Die beiden Akademiker
stellten das Unternehmen als einen Baum dar, dessen Wurzeln aus seinen
Kernkompetenzen gebildet werden. Aus diesen Wurzeln wachsen die
„Kernprodukte“ der Organisation, die ihrerseits verschiedene
Geschäftseinheiten tragen. Aus diesen Geschäftseinheiten erwachsen
schließlich die „Endprodukte“.
Prahalad und Hamel
vertraten die These, dass ein Unternehmen „die Macht hat, die Evolution im
Bereich der Endprodukte aktiv mitzugestalten“, solange es „bei der
Herstellung seiner Kernprodukte eine weltweite Führungsposition innehat“.
Viele der Beispiele, auf die sie sich bei ihrer Theorie stützten, waren
japanische Unternehmen. Zum Ende des Jahrhunderts hin verblasste
allerdings der Stern dieser Unternehmen zusehends.
Die Idee der
Kernkompetenz eignete sich nicht nur dazu, den Fokus auf das Wesentliche
zu richten, sondern half umgekehrt dabei, Dinge zu identifizieren, die
nicht zum Kernbereich gehörten: Womit ist zu rechtfertigen, so musste sich
das Management fragen, dass diese peripheren Dinge wertvolle Ressourcen
verbrauchen?
Die Ideen rund um die
Kernkompetenz waren vermutlich der erste nennenswerte Fortschritt im
strategischen Denken, seitdem Michael Porter die Aufmerksamkeit der
Unternehmensführungen mit Nachdruck vom Marktanteil auf die
Wertschöpfungskette und die Geschäftsprozesse gelenkt hatte. Prahalad und
Hamel legten ihnen nun nahe, fließendere und flexiblere Vorstellungen von
Strategie zu entwickeln. Ihre Schriften sind voller Verweise auf Dinge wie
„strategische Intention“, „Strategie als Herausforderung und Chance“,
„Wettbewerbsraum“ und „Aufbruch in neue Märkte“. Seit Porter hatte sich
das strategische Denken auf Frederick Taylor und sein Scientific
Management zurückbesonnen. Prahalad und Hamel gaben ihm nun erneut eine
andere Richtung.
Historischer Abriss
Das Bestreben, die
Kernkompetenzen eines Unternehmens – seine besonderen Fähigkeiten – zu
identifizieren, verstärkte sich insbesondere in den 90ern, und damit in
einer Zeit, als das Outsourcing zu einer weit verbreiteten Praxis wurde.
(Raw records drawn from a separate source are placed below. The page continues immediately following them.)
// src/engine/runtime.rs

use std::fmt;
use std::sync::Arc;
use std::time::Duration;

use tokio::sync::mpsc;
use tokio::task::{JoinError, JoinHandle};
use tokio_util::sync::CancellationToken;
use tracing::{debug, error, info, warn};

use crate::config::CommandSpec;
use crate::exec::CommandRunner;

use super::core::SupervisorCore;
use super::{CoreCommand, LaunchId, RunOutcome, SupervisorEvent, SupervisorStats};

/// Extra time, on top of the runner's own stop timeout, before a stuck
/// launch task is aborted.
const STOP_MARGIN: Duration = Duration::from_secs(1);

/// The one live launch.
struct ActiveChild {
    launch: LaunchId,
    /// Per-launch scope, independent of the global token. Cancelling it
    /// stops only this launch.
    scope: CancellationToken,
    handle: JoinHandle<RunOutcome>,
}

/// Restarts the command on every notification.
///
/// IO shell around [`SupervisorCore`]: it waits for notifications, child
/// exits and cancellation, feeds them to the core and executes the returned
/// commands. It never holds more than one child.
pub struct Supervisor<R: CommandRunner> {
    core: SupervisorCore,
    runner: R,
    command: Arc<CommandSpec>,
    stop_timeout: Duration,
    active: Option<ActiveChild>,
}

impl<R: CommandRunner> fmt::Debug for Supervisor<R> {
    fn fmt(&self, f: &mut fmt::Formatter<'_>) -> fmt::Result {
        f.debug_struct("Supervisor")
            .field("core", &self.core)
            .field("command", &self.command)
            .field("active", &self.active.as_ref().map(|a| a.launch))
            .finish_non_exhaustive()
    }
}

impl<R: CommandRunner> Supervisor<R> {
    /// `stop_timeout` should match the runner's own grace period; the
    /// supervisor waits that long plus a small margin for a stopped launch.
    pub fn new(runner: R, command: CommandSpec, stop_timeout: Duration) -> Self {
        Self {
            core: SupervisorCore::new(),
            runner,
            command: Arc::new(command),
            stop_timeout,
            active: None,
        }
    }

    /// Main loop. Returns once `cancel` fires or the notification channel
    /// closes, after the current child (if any) is gone.
    pub async fn run(
        mut self,
        cancel: CancellationToken,
        mut notify_rx: mpsc::Receiver<()>,
    ) -> SupervisorStats {
        info!(cmd = %self.command, "supervisor started");

        loop {
            let event = self.next_event(&cancel, &mut notify_rx).await;
            debug!(?event, "supervisor received event");

            if let SupervisorEvent::ChildExited { launch, outcome } = &event {
                report_exit(*launch, outcome);
            }

            let step = self.core.step(event);
            for command in step.commands {
                self.execute(command).await;
            }

            if !step.keep_running {
                break;
            }
        }

        let stats = self.core.stats();
        info!(
            launches = stats.launches,
            restarts = stats.restarts,
            failures = stats.failures,
            "supervisor stopped"
        );
        stats
    }

    /// Wait for whichever comes first. Ties resolve in declaration order:
    /// cancellation, then a new change, then the child's own exit.
    async fn next_event(
        &mut self,
        cancel: &CancellationToken,
        notify_rx: &mut mpsc::Receiver<()>,
    ) -> SupervisorEvent {
        let Some(active) = self.active.as_mut() else {
            return tokio::select! {
                biased;
                _ = cancel.cancelled() => SupervisorEvent::ShutdownRequested,
                msg = notify_rx.recv() => notification_event(msg),
            };
        };

        let launch = active.launch;
        let joined = tokio::select! {
            biased;
            _ = cancel.cancelled() => return SupervisorEvent::ShutdownRequested,
            msg = notify_rx.recv() => return notification_event(msg),
            joined = &mut active.handle => joined,
        };

        self.active = None;
        SupervisorEvent::ChildExited {
            launch,
            outcome: outcome_from_join(joined),
        }
    }

    async fn execute(&mut self, command: CoreCommand) {
        match command {
            CoreCommand::Launch { launch } => self.launch(launch),
            CoreCommand::StopChild { launch } => self.stop(launch).await,
        }
    }

    fn launch(&mut self, launch: LaunchId) {
        // Core only issues a launch after stopping the previous one.
        debug_assert!(self.active.is_none(), "launch while a child is active");

        let scope = CancellationToken::new();
        info!(launch, cmd = %self.command, "launching command");
        let fut = self
            .runner
            .run(launch, Arc::clone(&self.command), scope.clone());
        self.active = Some(ActiveChild {
            launch,
            scope,
            handle: tokio::spawn(fut),
        });
    }

    async fn stop(&mut self, launch: LaunchId) {
        let Some(mut active) = self.active.take() else {
            debug!(launch, "stop requested but no child is active");
            return;
        };
        if active.launch != launch {
            warn!(launch, active = active.launch, "stop requested for a different launch");
        }

        info!(launch = active.launch, "stopping command");
        active.scope.cancel();

        let limit = self.stop_timeout + STOP_MARGIN;
        match tokio::time::timeout(limit, &mut active.handle).await {
            Ok(joined) => {
                debug!(launch = active.launch, outcome = ?outcome_from_join(joined), "command stopped");
            }
            Err(_) => {
                // Dropping the runner future drops the child, and
                // `kill_on_drop` takes care of the process.
                error!(launch = active.launch, ?limit, "launch did not stop in time; aborting it");
                active.handle.abort();
                let _ = active.handle.await;
            }
        }
    }
}

fn notification_event(msg: Option<()>) -> SupervisorEvent {
    match msg {
        Some(()) => SupervisorEvent::ChangeDetected,
        None => {
            debug!("notification channel closed; shutting down");
            SupervisorEvent::ShutdownRequested
        }
    }
}

fn outcome_from_join(joined: Result<RunOutcome, JoinError>) -> RunOutcome {
    joined.unwrap_or_else(|e| RunOutcome::SpawnFailed(format!("launch task failed: {e}")))
}

fn report_exit(launch: LaunchId, outcome: &RunOutcome) {
    match outcome {
        RunOutcome::Success => info!(launch, exit_code = 0, "command finished; waiting for changes"),
        RunOutcome::Failed(code) => {
            warn!(launch, exit_code = *code, "command failed; waiting for changes")
        }
        RunOutcome::SpawnFailed(reason) => {
            error!(launch, %reason, "command could not run; waiting for changes")
        }
        RunOutcome::Stopped => debug!(launch, "command stopped"),
    }
}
Als sich die Unternehmen plötzlich in der Lage sahen, fast jeden Prozess
auszulagern, war es wichtig zu wissen, worin jene zentralen Aktivitäten
bestanden, die nur sie selbst ausführen konnten und deren Auslagerung an
Dritte keinen Sinn machte. In manchen Fällen erfüllten nur sehr wenige
Aktivitäten dieses Kriterium, und folglich stand es diesen Unternehmen
frei, sich vollends zu virtuellen Organisationen zu entwickeln.
Die Idee übertrug sich
von der Kernkompetenz auf alle möglichen Bereiche – von Kernprozessen bis
zu Kernfähigkeiten –, die im Wesentlichen das ausmachten, was das
jeweilige Unternehmen war und tat. Managementberatern zufolge war die
Rückbesinnung der Unternehmen auf ihren Kern integraler Bestandteil eines
Prozesses der Selbstwahrnehmung: Nur ein sich seiner selbst bewusstes
Unternehmen, das seine eigenen Stärken und Schwächen kannte, durfte
hoffen, in einem durch schnellen Wandel und ungewisse Voraussagen
gekennzeichneten Umfeld neue Wertschöpfungsmöglichkeiten zu erkennen.